In 1997, California's San Mateo County joined forces with AMR to form San Mateo County Hospital Advanced Life Support Services. Under this public-private partnership, public fire agencies provide the first-response paramedics and AMR provides a second medic via ambulance as well as all the medical supplies, equipment, training and clinical oversight for both the public and private medics. Both the fire departments and AMR are subject to fines for non-performance under the terms of their contracts, and AMR shares payment with the fire departments for first response.

Since the program's inception, San Mateo County has increased its number of licensed and certified paramedics from approximately 60 to more than 220. Fire department paramedics are responding on time in nearly 98 percent of emergencies and private paramedics are responding on time in 95 percent of emergencies.

Elsewhere, public officials are warming to the idea of allowing open bidding for EMS service contracts. Last year, Pinellas County officials in Florida allowed such bidding between public and private EMS providers to see who could come up with the best deal for the least amount of money. The bid was won by Sunstar Emergency Medical Services, a private, all-paramedic ambulance and emergency response service that has an exclusive performance-based contract with the Pinellas County EMS Authority.

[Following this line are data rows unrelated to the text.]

use std::collections::BTreeMap;
use std::io;
use std::path::{Path, PathBuf};
use std::str::FromStr;

use rust_decimal::Decimal;
use thiserror::Error;
use tokio::sync::Mutex;
use tracing::{debug, warn};

#[derive(Debug, Error)]
pub enum StoreError {
    #[error("price store I/O error: {0}")]
    Io(#[from] io::Error),

    #[error("price store CSV error: {0}")]
    Csv(#[from] csv::Error),

    #[error("invalid price {raw:?} recorded for {ticker}")]
    InvalidPrice { ticker: String, raw: String },
}

/// Parsed contents of the record file. Rows whose price does not parse are
/// kept apart, by ticker, with their raw text.
#[derive(Debug, Default)]
struct RecordSet {
    prices: BTreeMap<String, Decimal>,
    invalid: BTreeMap<String, String>,
}

/// Last-known price per ticker, persisted as a `ticker,price` CSV file.
///
/// Every update rewrites the whole record set to a temp file and renames it
/// over the original. Writers are serialised by an internal lock.
#[derive(Debug)]
pub struct PriceStore {
    path: PathBuf,
    write_lock: Mutex<()>,
}

impl PriceStore {
    pub fn new(path: impl Into<PathBuf>) -> Self {
        Self {
            path: path.into(),
            write_lock: Mutex::new(()),
        }
    }

    /// Like `new`, but creates the file (header only) when it does not exist.
    pub async fn open(path: impl Into<PathBuf>) -> Result<Self, StoreError> {
        let store = Self::new(path);
        if tokio::fs::try_exists(&store.path).await? {
            return Ok(store);
        }
        if let Some(parent) = store.path.parent().filter(|p| !p.as_os_str().is_empty()) {
            tokio::fs::create_dir_all(parent).await?;
        }
        store.write_all(&BTreeMap::new()).await?;
        Ok(store)
    }

    pub fn path(&self) -> &Path {
        &self.path
    }

    /// Recorded price for `ticker`, or `None` if it has never been seen.
    ///
    /// Only an unreadable file or a bad row for this ticker is an error; bad
    /// rows belonging to other tickers are ignored.
    pub async fn read(&self, ticker: &str) -> Result<Option<Decimal>, StoreError> {
        let mut records = self.load().await?;
        if let Some(raw) = records.invalid.remove(ticker) {
            return Err(StoreError::InvalidPrice {
                ticker: ticker.to_string(),
                raw,
            });
        }
        Ok(records.prices.remove(ticker))
    }

    /// Previous price for `ticker`, falling back to zero.
    ///
    /// Read failures are logged and swallowed: a corrupt store reads the same
    /// as an unseen ticker, and the ticker's record is reset to zero.
    pub async fn get_previous(&self, ticker: &str) -> Decimal {
        match self.read(ticker).await {
            Ok(price) => price.unwrap_or(Decimal::ZERO),
            Err(err) => {
                warn!(%ticker, path = %self.path.display(), error = %err, "failed to read previous price, using zero");
                if let Err(err) = self.update(ticker, Decimal::ZERO).await {
                    warn!(%ticker, error = %err, "failed to reset price record");
                }
                Decimal::ZERO
            }
        }
    }

    /// Records `price` as the latest for `ticker`, keeping every other ticker
    /// whose row parses. Rows with unparsable prices are dropped.
    pub async fn update(&self, ticker: &str, price: Decimal) -> Result<(), StoreError> {
        let _guard = self.write_lock.lock().await;

        let RecordSet { mut prices, invalid } = self.load().await?;
        for (other, raw) in invalid.iter().filter(|(t, _)| t.as_str() != ticker) {
            warn!(ticker = %other, %raw, "dropping unparsable price record");
        }
        prices.insert(ticker.to_string(), price);
        self.write_all(&prices).await?;

        debug!(%ticker, %price, "price record updated");
        Ok(())
    }

    /// Every valid recorded price, keyed by ticker. A missing file is an
    /// empty set.
    pub async fn snapshot(&self) -> Result<BTreeMap<String, Decimal>, StoreError> {
        Ok(self.load().await?.prices)
    }

    async fn load(&self) -> Result<RecordSet, StoreError> {
        let contents = match tokio::fs::read(&self.path).await {
            Ok(contents) => contents,
            Err(err) if err.kind() == io::ErrorKind::NotFound => return Ok(RecordSet::default()),
            Err(err) => return Err(err.into()),
        };

        let mut reader = csv::ReaderBuilder::new()
            .flexible(true)
            .from_reader(contents.as_slice());
        let mut records = RecordSet::default();
        for row in reader.records() {
            let row = match row {
                Ok(row) => row,
                Err(err) => {
                    warn!(path = %self.path.display(), error = %err, "skipping malformed price row");
                    continue;
                }
            };
            let Some(ticker) = row.get(0).map(str::trim).filter(|t| !t.is_empty()) else {
                continue;
            };
            let raw = row.get(1).unwrap_or_default();
            match Decimal::from_str(raw.trim()) {
                Ok(price) => {
                    records.invalid.remove(ticker);
                    records.prices.insert(ticker.to_string(), price);
                }
                Err(_) => {
                    records.prices.remove(ticker);
                    records.invalid.insert(ticker.to_string(), raw.to_string());
                }
            }
        }
        Ok(records)
    }

    async fn write_all(&self, records: &BTreeMap<String, Decimal>) -> Result<(), StoreError> {
        let mut writer = csv::Writer::from_writer(Vec::new());
        // header is written even when there are no rows
        writer.write_record(["ticker", "price"])?;
        for (ticker, price) in records {
            writer.write_record([ticker.as_str(), price.to_string().as_str()])?;
        }
        let bytes = writer.into_inner().map_err(|e| e.into_error())?;

        let tmp = self.tmp_path();
        tokio::fs::write(&tmp, bytes).await?;
        tokio::fs::rename(&tmp, &self.path).await?;
        Ok(())
    }

    fn tmp_path(&self) -> PathBuf {
        let mut name = self
            .path
            .file_name()
            .map(|n| n.to_os_string())
            .unwrap_or_default();
        name.push(".tmp");
        self.path.with_file_name(name)
    }
}

#[cfg(test)]
mod tests {
    use super::*;
    use tempfile::tempdir;

    fn dec(s: &str) -> Decimal {
        Decimal::from_str(s).unwrap()
    }

    #[tokio::test]
    async fn unseen_ticker_reads_as_zero() {
        let dir = tempdir().unwrap();
        let store = PriceStore::open(dir.path().join("prices.csv")).await.unwrap();

        assert_eq!(store.read("AAPL").await.unwrap(), None);
        assert_eq!(store.get_previous("AAPL").await, Decimal::ZERO);
    }

    #[tokio::test]
    async fn update_round_trips_through_file() {
        let dir = tempdir().unwrap();
        let path = dir.path().join("prices.csv");
        let store = PriceStore::new(&path);

        store.update("AAPL", dec("189.84")).await.unwrap();

        let reopened = PriceStore::new(&path);
        assert_eq!(reopened.get_previous("AAPL").await, dec("189.84"));

        let contents = std::fs::read_to_string(&path).unwrap();
        assert_eq!(contents, "ticker,price\nAAPL,189.84\n");
    }

    #[tokio::test]
    async fn updates_keep_other_tickers() {
        let dir = tempdir().unwrap();
        let store = PriceStore::new(dir.path().join("prices.csv"));

        store.update("MSFT", dec("410.1")).await.unwrap();
        store.update("AAPL", dec("190")).await.unwrap();
        store.update("AAPL", dec("191")).await.unwrap();

        let all = store.snapshot().await.unwrap();
        assert_eq!(all.len(), 2);
        assert_eq!(all["AAPL"], dec("191"));
        assert_eq!(all["MSFT"], dec("410.1"));
    }

    #[tokio::test]
    async fn repeated_update_is_idempotent() {
        let dir = tempdir().unwrap();
        let path = dir.path().join("prices.csv");
        let store = PriceStore::new(&path);

        store.update("AAPL", dec("100")).await.unwrap();
        store.update("AAPL", dec("100")).await.unwrap();

        assert_eq!(store.get_previous("AAPL").await, dec("100"));
        let contents = std::fs::read_to_string(&path).unwrap();
        assert_eq!(contents.lines().filter(|l| l.starts_with("AAPL,")).count(), 1);
    }

    #[tokio::test]
    async fn corrupt_record_falls_back_to_zero_and_resets() {
        let dir = tempdir().unwrap();
        let path = dir.path().join("prices.csv");
        std::fs::write(&path, "ticker,price\nAAPL,not-a-price\n").unwrap();
        let store = PriceStore::new(&path);

        assert!(matches!(store.read("AAPL").await, Err(StoreError::InvalidPrice { .. })));
        assert_eq!(store.get_previous("AAPL").await, Decimal::ZERO);

        // the corrective write leaves a readable zero record behind
        assert_eq!(store.read("AAPL").await.unwrap(), Some(Decimal::ZERO));
    }

    #[tokio::test]
    async fn bad_row_for_other_ticker_does_not_hide_or_drop_good_rows() {
        let dir = tempdir().unwrap();
        let path = dir.path().join("prices.csv");
        std::fs::write(&path, "ticker,price\nAAPL,100\nMSFT,garbage\nGOOG,140.5\n").unwrap();
        let store = PriceStore::new(&path);

        assert_eq!(store.read("AAPL").await.unwrap(), Some(dec("100")));
        assert_eq!(store.get_previous("AAPL").await, dec("100"));
        assert!(matches!(store.read("MSFT").await, Err(StoreError::InvalidPrice { raw, .. }) if raw == "garbage"));

        store.update("AAPL", dec("106")).await.unwrap();

        assert_eq!(
            std::fs::read_to_string(&path).unwrap(),
            "ticker,price\nAAPL,106\nGOOG,140.5\n"
        );
    }

    #[tokio::test]
    async fn unreadable_store_falls_back_to_zero() {
        let dir = tempdir().unwrap();
        // a directory where the record file should be cannot be read or replaced
        let path = dir.path().join("prices.csv");
        std::fs::create_dir(&path).unwrap();
        let store = PriceStore::new(&path);

        assert!(matches!(store.read("AAPL").await, Err(StoreError::Io(_))));
        assert_eq!(store.get_previous("AAPL").await, Decimal::ZERO);
        assert!(store.update("AAPL", dec("1")).await.is_err());
        assert!(path.is_dir());
    }

    #[tokio::test]
    async fn open_creates_missing_file_and_parents() {
        let dir = tempdir().unwrap();
        let path = dir.path().join("nested").join("prices.csv");

        PriceStore::open(&path).await.unwrap();

        assert_eq!(std::fs::read_to_string(&path).unwrap(), "ticker,price\n");
    }

    #[tokio::test]
    async fn concurrent_updates_do_not_lose_tickers() {
        let dir = tempdir().unwrap();
        let store = std::sync::Arc::new(PriceStore::new(dir.path().join("prices.csv")));

        let mut handles = Vec::new();
        for i in 0..8 {
            let store = store.clone();
            handles.push(tokio::spawn(async move {
                store.update(&format!("T{i}"), Decimal::from(i)).await.unwrap();
            }));
        }
        for handle in handles {
            handle.await.unwrap();
        }

        assert_eq!(store.snapshot().await.unwrap().len(), 8);
    }
}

Since taking over the county's EMS services, Sunstar has reduced emergency response times by 30 seconds, with 90 percent reliability. It has increased non-emergency (not life-threatening) response compliance from 90 percent to 95 percent and instituted a policy under which only paramedics provide pre-arrival lifesaving instructions over the phone to 911 callers with medical emergencies. The company has upgraded equipment and software in its dispatch/communications center and received the National Academy of Emergency Medical Dispatch's Accredited Center of Excellence Award as a result. Sunstar will replace its vehicles every five years, and is projected to save Pinellas County between $13 million and $21 million over the next decade.

As companies like Sunstar continue to enhance their reputations and establish track records for excellence, public officials are likely to become more open to the idea of EMS privatization. While "ambulance wars" may continue in some parts of the nation, trends indicate a brighter future for privatization of emergency medical services.

Robin A. Johnson is Senior Fellow in Reason Public Policy Institute's Privatization Center in Los Angeles. His research focuses on privatization, government reform, and outsourcing, with an emphasis on small and rural municipal governments.